=== Begin Enclosure ===

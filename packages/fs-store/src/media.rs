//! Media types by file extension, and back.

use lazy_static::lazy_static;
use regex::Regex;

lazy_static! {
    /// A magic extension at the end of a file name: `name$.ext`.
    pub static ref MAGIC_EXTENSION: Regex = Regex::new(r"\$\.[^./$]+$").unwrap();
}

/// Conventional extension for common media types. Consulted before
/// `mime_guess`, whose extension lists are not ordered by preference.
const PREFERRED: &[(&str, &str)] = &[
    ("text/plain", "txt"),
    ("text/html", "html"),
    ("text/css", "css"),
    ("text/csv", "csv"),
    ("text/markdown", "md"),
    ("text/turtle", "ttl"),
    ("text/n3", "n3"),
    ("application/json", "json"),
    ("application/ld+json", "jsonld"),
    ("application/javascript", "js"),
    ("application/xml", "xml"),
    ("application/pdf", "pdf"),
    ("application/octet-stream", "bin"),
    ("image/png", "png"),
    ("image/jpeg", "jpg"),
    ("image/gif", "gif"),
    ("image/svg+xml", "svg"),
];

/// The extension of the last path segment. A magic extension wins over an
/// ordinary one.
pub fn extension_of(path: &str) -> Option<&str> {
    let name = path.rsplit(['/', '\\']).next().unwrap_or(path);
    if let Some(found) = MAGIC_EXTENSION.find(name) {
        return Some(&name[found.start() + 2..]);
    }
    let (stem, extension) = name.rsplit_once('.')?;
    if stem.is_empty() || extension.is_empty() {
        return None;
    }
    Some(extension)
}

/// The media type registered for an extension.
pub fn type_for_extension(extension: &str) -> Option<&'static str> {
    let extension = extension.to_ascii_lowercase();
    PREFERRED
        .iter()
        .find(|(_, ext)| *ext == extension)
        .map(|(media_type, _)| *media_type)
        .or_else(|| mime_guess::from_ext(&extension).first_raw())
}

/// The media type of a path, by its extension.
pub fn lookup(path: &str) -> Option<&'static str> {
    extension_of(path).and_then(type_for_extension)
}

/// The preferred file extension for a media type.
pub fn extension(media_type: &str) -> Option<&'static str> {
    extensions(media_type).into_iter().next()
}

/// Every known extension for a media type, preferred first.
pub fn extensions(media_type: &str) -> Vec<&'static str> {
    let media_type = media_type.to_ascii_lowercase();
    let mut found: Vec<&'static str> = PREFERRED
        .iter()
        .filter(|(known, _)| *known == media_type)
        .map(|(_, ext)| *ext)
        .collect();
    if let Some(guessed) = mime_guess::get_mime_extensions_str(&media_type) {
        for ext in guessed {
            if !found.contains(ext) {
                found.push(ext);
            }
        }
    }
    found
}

=== End Enclosure ===
=== Begin Enclosure ===

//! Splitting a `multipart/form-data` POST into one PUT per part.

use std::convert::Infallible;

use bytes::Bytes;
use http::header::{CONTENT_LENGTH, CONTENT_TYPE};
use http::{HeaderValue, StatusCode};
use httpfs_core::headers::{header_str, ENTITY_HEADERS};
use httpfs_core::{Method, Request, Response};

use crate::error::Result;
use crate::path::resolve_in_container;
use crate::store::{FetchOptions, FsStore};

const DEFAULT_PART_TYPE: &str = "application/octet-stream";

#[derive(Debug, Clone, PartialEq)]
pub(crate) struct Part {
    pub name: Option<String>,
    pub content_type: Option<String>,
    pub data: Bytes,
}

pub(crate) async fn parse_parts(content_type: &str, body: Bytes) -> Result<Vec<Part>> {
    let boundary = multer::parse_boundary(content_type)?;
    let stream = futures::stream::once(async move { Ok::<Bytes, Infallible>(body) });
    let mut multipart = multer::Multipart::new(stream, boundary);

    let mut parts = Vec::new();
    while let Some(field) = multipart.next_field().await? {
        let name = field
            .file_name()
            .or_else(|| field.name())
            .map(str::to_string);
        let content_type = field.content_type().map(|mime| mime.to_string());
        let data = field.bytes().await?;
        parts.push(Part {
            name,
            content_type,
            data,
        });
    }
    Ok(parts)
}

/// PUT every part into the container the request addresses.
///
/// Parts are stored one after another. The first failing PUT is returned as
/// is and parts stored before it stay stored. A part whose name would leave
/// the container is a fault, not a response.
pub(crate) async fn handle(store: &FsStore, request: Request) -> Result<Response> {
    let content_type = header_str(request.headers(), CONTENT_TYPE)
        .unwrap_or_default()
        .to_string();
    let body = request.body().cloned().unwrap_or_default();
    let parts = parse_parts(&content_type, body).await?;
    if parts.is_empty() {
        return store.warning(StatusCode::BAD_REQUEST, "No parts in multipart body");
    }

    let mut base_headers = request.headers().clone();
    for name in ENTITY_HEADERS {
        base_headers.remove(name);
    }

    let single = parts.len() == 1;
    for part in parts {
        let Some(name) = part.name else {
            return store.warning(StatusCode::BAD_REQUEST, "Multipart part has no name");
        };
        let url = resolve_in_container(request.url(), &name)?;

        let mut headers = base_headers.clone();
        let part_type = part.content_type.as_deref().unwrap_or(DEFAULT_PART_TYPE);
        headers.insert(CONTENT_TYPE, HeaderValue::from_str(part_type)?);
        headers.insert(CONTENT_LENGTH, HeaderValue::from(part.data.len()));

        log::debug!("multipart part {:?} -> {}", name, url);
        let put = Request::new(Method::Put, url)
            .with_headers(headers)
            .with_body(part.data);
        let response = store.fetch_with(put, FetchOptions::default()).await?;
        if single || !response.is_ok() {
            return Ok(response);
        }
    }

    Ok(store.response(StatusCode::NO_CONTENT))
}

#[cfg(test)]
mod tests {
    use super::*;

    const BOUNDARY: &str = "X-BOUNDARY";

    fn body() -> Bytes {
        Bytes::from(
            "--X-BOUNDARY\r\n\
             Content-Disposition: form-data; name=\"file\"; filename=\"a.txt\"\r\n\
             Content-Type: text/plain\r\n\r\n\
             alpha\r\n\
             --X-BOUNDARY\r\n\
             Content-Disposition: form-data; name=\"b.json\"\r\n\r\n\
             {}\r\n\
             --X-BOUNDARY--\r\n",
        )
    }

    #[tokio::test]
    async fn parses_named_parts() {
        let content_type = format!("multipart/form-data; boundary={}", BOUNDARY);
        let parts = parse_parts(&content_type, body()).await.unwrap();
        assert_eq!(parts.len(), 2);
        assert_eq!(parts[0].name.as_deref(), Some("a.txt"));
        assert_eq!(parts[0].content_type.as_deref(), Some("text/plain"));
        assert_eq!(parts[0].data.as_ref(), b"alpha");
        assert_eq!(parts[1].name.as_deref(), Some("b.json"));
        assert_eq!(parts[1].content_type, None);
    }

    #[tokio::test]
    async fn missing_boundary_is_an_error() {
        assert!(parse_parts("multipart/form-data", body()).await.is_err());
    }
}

=== End Enclosure ===

# [WHAT IS NEEDED]
Print again the lines of the entries above that fall between the line holding "let boundary = multer::parse_boundary(content_type)?;" and the line holding "let mut headers", inclusive, exactly as they stand.

# [OUTPUT BELOW]
    let boundary = multer::parse_boundary(content_type)?;
    let stream = futures::stream::once(async move { Ok::<Bytes, Infallible>(body) });
    let mut multipart = multer::Multipart::new(stream, boundary);

    let mut parts = Vec::new();
    while let Some(field) = multipart.next_field().await? {
        let name = field
            .file_name()
            .or_else(|| field.name())
            .map(str::to_string);
        let content_type = field.content_type().map(|mime| mime.to_string());
        let data = field.bytes().await?;
        parts.push(Part {
            name,
            content_type,
            data,
        });
    }
    Ok(parts)
}

/// PUT every part into the container the request addresses.
///
/// Parts are stored one after another. The first failing PUT is returned as
/// is and parts stored before it stay stored. A part whose name would leave
/// the container is a fault, not a response.
pub(crate) async fn handle(store: &FsStore, request: Request) -> Result<Response> {
    let content_type = header_str(request.headers(), CONTENT_TYPE)
        .unwrap_or_default()
        .to_string();
    let body = request.body().cloned().unwrap_or_default();
    let parts = parse_parts(&content_type, body).await?;
    if parts.is_empty() {
        return store.warning(StatusCode::BAD_REQUEST, "No parts in multipart body");
    }

    let mut base_headers = request.headers().clone();
    for name in ENTITY_HEADERS {
        base_headers.remove(name);
    }

    let single = parts.len() == 1;
    for part in parts {
        let Some(name) = part.name else {
            return store.warning(StatusCode::BAD_REQUEST, "Multipart part has no name");
        };
        let url = resolve_in_container(request.url(), &name)?;

        let mut headers = base_headers.clone();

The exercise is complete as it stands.